- **Task goal**: All lines in the data bearing the string "derive" should be identified and copied.

--- Extracted entries Enclosed Below ---

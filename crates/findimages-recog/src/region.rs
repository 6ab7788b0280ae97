//! Detected image regions and their text form
//!
//! Each region is written as one line, `<category> <x> <y> <w> <h>`, with
//! coordinates in original page pixels.

use std::fmt;
use std::io::Write;
use std::str::FromStr;

use crate::error::{RecogError, RecogResult};
use findimages_core::Box;

/// Kind of non-text region
#[derive(Debug, Clone, Copy, PartialEq, Eq, Hash)]
pub enum RegionCategory {
    /// Photographic or halftone-screened content, including large graphics
    Halftone,
    /// Non-text content that is not halftone. Never produced by the
    /// segmenter; reserved for a line-art classifier.
    Misc,
}

impl RegionCategory {
    /// Token used in the text output
    pub fn as_str(self) -> &'static str {
        match self {
            RegionCategory::Halftone => "halftone",
            RegionCategory::Misc => "misc",
        }
    }
}

impl fmt::Display for RegionCategory {
    fn fmt(&self, f: &mut fmt::Formatter<'_>) -> fmt::Result {
        f.write_str(self.as_str())
    }
}

impl FromStr for RegionCategory {
    type Err = RecogError;

    fn from_str(s: &str) -> RecogResult<Self> {
        match s {
            "halftone" => Ok(RegionCategory::Halftone),
            "misc" => Ok(RegionCategory::Misc),
            other => Err(RecogError::InvalidRecord(format!(
                "unknown category '{other}'"
            ))),
        }
    }
}

/// A detected region of a page
#[derive(Debug, Clone, Copy, PartialEq, Eq)]
pub struct ImageRegion {
    /// What the region contains
    pub category: RegionCategory,
    /// Bounding box in original page coordinates
    pub bounds: Box,
}

impl ImageRegion {
    /// Create a region
    pub fn new(category: RegionCategory, bounds: Box) -> Self {
        Self { category, bounds }
    }

    /// Create a halftone region
    pub fn halftone(bounds: Box) -> Self {
        Self::new(RegionCategory::Halftone, bounds)
    }
}

impl fmt::Display for ImageRegion {
    fn fmt(&self, f: &mut fmt::Formatter<'_>) -> fmt::Result {
        let b = &self.bounds;
        write!(f, "{} {} {} {} {}", self.category, b.x, b.y, b.w, b.h)
    }
}

impl FromStr for ImageRegion {
    type Err = RecogError;

    fn from_str(line: &str) -> RecogResult<Self> {
        let fields: Vec<&str> = line.split_whitespace().collect();
        let [category, x, y, w, h] = *fields.as_slice() else {
            return Err(RecogError::InvalidRecord(format!(
                "expected 5 fields, got {}: '{line}'",
                fields.len()
            )));
        };
        let int = |s: &str| {
            s.parse::<i32>()
                .map_err(|_| RecogError::InvalidRecord(format!("bad integer '{s}' in '{line}'")))
        };
        let bounds = Box::new(int(x)?, int(y)?, int(w)?, int(h)?)?;
        Ok(Self::new(category.parse()?, bounds))
    }
}

/// Write one line per region
///
/// # Errors
///
/// Returns [`RecogError::Io`] if the writer fails.
pub fn write_regions<W: Write>(writer: &mut W, regions: &[ImageRegion]) -> RecogResult<()> {
    for region in regions {
        writeln!(writer, "{region}")?;
    }
    writer.flush()?;
    Ok(())
}
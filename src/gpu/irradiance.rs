//! Irradiance convolution compute pipeline

use super::context::GpuContext;
use super::error::GpuError;
use super::texture::{GpuTexel, GpuTexture};
use crate::dispatch::{DispatchGrid, WorkgroupSize};
use crate::image::Image;
use crate::irradiance::{DEGENERATE_COS, HemisphereSampler};

/// WGSL constants describing the hemisphere sample grid
pub fn sampler_preamble(sampler: &HemisphereSampler) -> String {
    format!(
        "const PHI_STEPS: u32 = {}u;\nconst THETA_STEPS: u32 = {}u;\nconst SAMPLE_DELTA: f32 = {:?};\nconst DEGENERATE_COS: f32 = {:?};\n",
        sampler.azimuth_steps(),
        sampler.polar_steps(),
        sampler.delta(),
        DEGENERATE_COS
    )
}

/// Pipeline convolving an equirectangular RGBA environment into an
/// RGBA irradiance image
pub struct IrradiancePipeline {
    pipeline: wgpu::ComputePipeline,
    bind_group_layout: wgpu::BindGroupLayout,
}

impl IrradiancePipeline {
    pub fn new(ctx: &GpuContext) -> Result<Self, GpuError> {
        let local = WorkgroupSize::CONVOLUTION;
        ctx.check_workgroup(local.x, local.y)?;

        let device = &ctx.device;
        // Shader source: sample grid constants + body
        let source = sampler_preamble(&HemisphereSampler::default())
            + include_str!("shaders/irradiance_convolve.wgsl");
        let shader = device.create_shader_module(wgpu::ShaderModuleDescriptor {
            label: Some("Irradiance Convolution Shader"),
            source: wgpu::ShaderSource::Wgsl(source.into()),
        });

        // Bind group layout: environment texture, output storage texture
        let bind_group_layout = device.create_bind_group_layout(&wgpu::BindGroupLayoutDescriptor {
            label: Some("Irradiance Bind Group Layout"),
            entries: &[
                // environment (fetched and filtered in the shader)
                wgpu::BindGroupLayoutEntry {
                    binding: 0,
                    visibility: wgpu::ShaderStages::COMPUTE,
                    ty: wgpu::BindingType::Texture {
                        sample_type: wgpu::TextureSampleType::Float { filterable: false },
                        view_dimension: wgpu::TextureViewDimension::D2,
                        multisampled: false,
                    },
                    count: None,
                },
                // output (storage)
                wgpu::BindGroupLayoutEntry {
                    binding: 1,
                    visibility: wgpu::ShaderStages::COMPUTE,
                    ty: wgpu::BindingType::StorageTexture {
                        access: wgpu::StorageTextureAccess::WriteOnly,
                        format: wgpu::TextureFormat::Rgba32Float,
                        view_dimension: wgpu::TextureViewDimension::D2,
                    },
                    count: None,
                },
            ],
        });

        // Create pipeline
        let pipeline_layout = device.create_pipeline_layout(&wgpu::PipelineLayoutDescriptor {
            label: Some("Irradiance Pipeline Layout"),
            bind_group_layouts: &[&bind_group_layout],
            push_constant_ranges: &[],
        });

        let pipeline = device.create_compute_pipeline(&wgpu::ComputePipelineDescriptor {
            label: Some("Irradiance Pipeline"),
            layout: Some(&pipeline_layout),
            module: &shader,
            entry_point: Some("irradiance_main"),
            compilation_options: Default::default(),
            cache: None,
        });

        log::info!("Created GPU irradiance convolution pipeline");

        Ok(Self {
            pipeline,
            bind_group_layout,
        })
    }

    /// Record a convolution of `environment` into `output`
    pub fn encode(
        &self,
        ctx: &GpuContext,
        encoder: &mut wgpu::CommandEncoder,
        environment: &GpuTexture,
        output: &GpuTexture,
    ) {
        let bind_group = ctx.device.create_bind_group(&wgpu::BindGroupDescriptor {
            label: Some("Irradiance Bind Group"),
            layout: &self.bind_group_layout,
            entries: &[
                wgpu::BindGroupEntry {
                    binding: 0,
                    resource: wgpu::BindingResource::TextureView(&environment.view),
                },
                wgpu::BindGroupEntry {
                    binding: 1,
                    resource: wgpu::BindingResource::TextureView(&output.view),
                },
            ],
        });

        let grid = DispatchGrid::covering(output.size, WorkgroupSize::CONVOLUTION);
        let mut pass = encoder.begin_compute_pass(&wgpu::ComputePassDescriptor {
            label: Some("Irradiance Pass"),
            timestamp_writes: None,
        });
        pass.set_pipeline(&self.pipeline);
        pass.set_bind_group(0, &bind_group, &[]);
        pass.dispatch_workgroups(grid.groups_x, grid.groups_y, 1);
    }

    /// Upload `environment`, convolve into a `width` x `height` image and read it back
    pub fn convolve<T: GpuTexel>(
        &self,
        ctx: &GpuContext,
        environment: &Image<T>,
        width: u32,
        height: u32,
    ) -> Result<Image<[f32; 4]>, GpuError> {
        // Upload environment as RGBA32F, allocate the output
        let environment: Image<[f32; 4]> = environment.convert();
        let env_texture = GpuTexture::from_image(
            ctx,
            "Environment",
            &environment,
            wgpu::TextureUsages::TEXTURE_BINDING,
        );
        let output = GpuTexture::new(
            ctx,
            "Irradiance Output",
            crate::image::ImageSize::new(width, height),
            wgpu::TextureFormat::Rgba32Float,
            wgpu::TextureUsages::STORAGE_BINDING | wgpu::TextureUsages::COPY_SRC,
        );

        let mut encoder = ctx.device.create_command_encoder(&wgpu::CommandEncoderDescriptor {
            label: Some("Irradiance Encoder"),
        });
        self.encode(ctx, &mut encoder, &env_texture, &output);
        ctx.queue.submit(std::iter::once(encoder.finish()));
        log::debug!(
            "GPU irradiance: {}x{} -> {}x{}",
            environment.width(),
            environment.height(),
            width,
            height
        );

        // Read back (blocks until the pass finishes)
        output.read(ctx)
    }
}

#[cfg(test)]
mod tests {
    use super::*;
    use crate::irradiance::IrradianceConvolution;
    use crate::sky::SkyConfig;

    #[test]
    fn test_preamble_matches_sampler() {
        let src = sampler_preamble(&HemisphereSampler::default());
        assert!(src.contains("const PHI_STEPS: u32 = 252u;"));
        assert!(src.contains("const THETA_STEPS: u32 = 63u;"));
        assert!(src.contains("const SAMPLE_DELTA: f32 = 0.025;"));
        assert!(src.contains("const DEGENERATE_COS: f32 = 0.999;"));
    }

    #[test]
    fn test_gpu_matches_cpu() {
        let ctx = match GpuContext::new() {
            Ok(ctx) => ctx,
            Err(e) => {
                eprintln!("skipping GPU irradiance test: {}", e);
                return;
            }
        };
        let pipeline = match IrradiancePipeline::new(&ctx) {
            Ok(p) => p,
            Err(e) => {
                eprintln!("skipping GPU irradiance test: {}", e);
                return;
            }
        };

        let env = SkyConfig::default().render(64);
        let gpu = pipeline.convolve(&ctx, &env, 8, 4).expect("GPU convolution");
        let cpu = IrradianceConvolution::new().convolve(&env, 8, 4);

        for (g, c) in gpu.as_slice().iter().zip(cpu.as_slice()) {
            for ch in 0..3 {
                let tolerance = 1e-2 * c[ch].abs().max(1.0);
                assert!((g[ch] - c[ch]).abs() < tolerance, "{:?} vs {:?}", g, c);
            }
            assert_eq!(g[3], 1.0);
        }
    }
}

--- End of Enclosed Extracted entries ---

- **Answer to this task**:
#[derive(Debug, Clone, Copy, PartialEq, Eq, Hash)]
#[derive(Debug, Clone, Copy, PartialEq, Eq)]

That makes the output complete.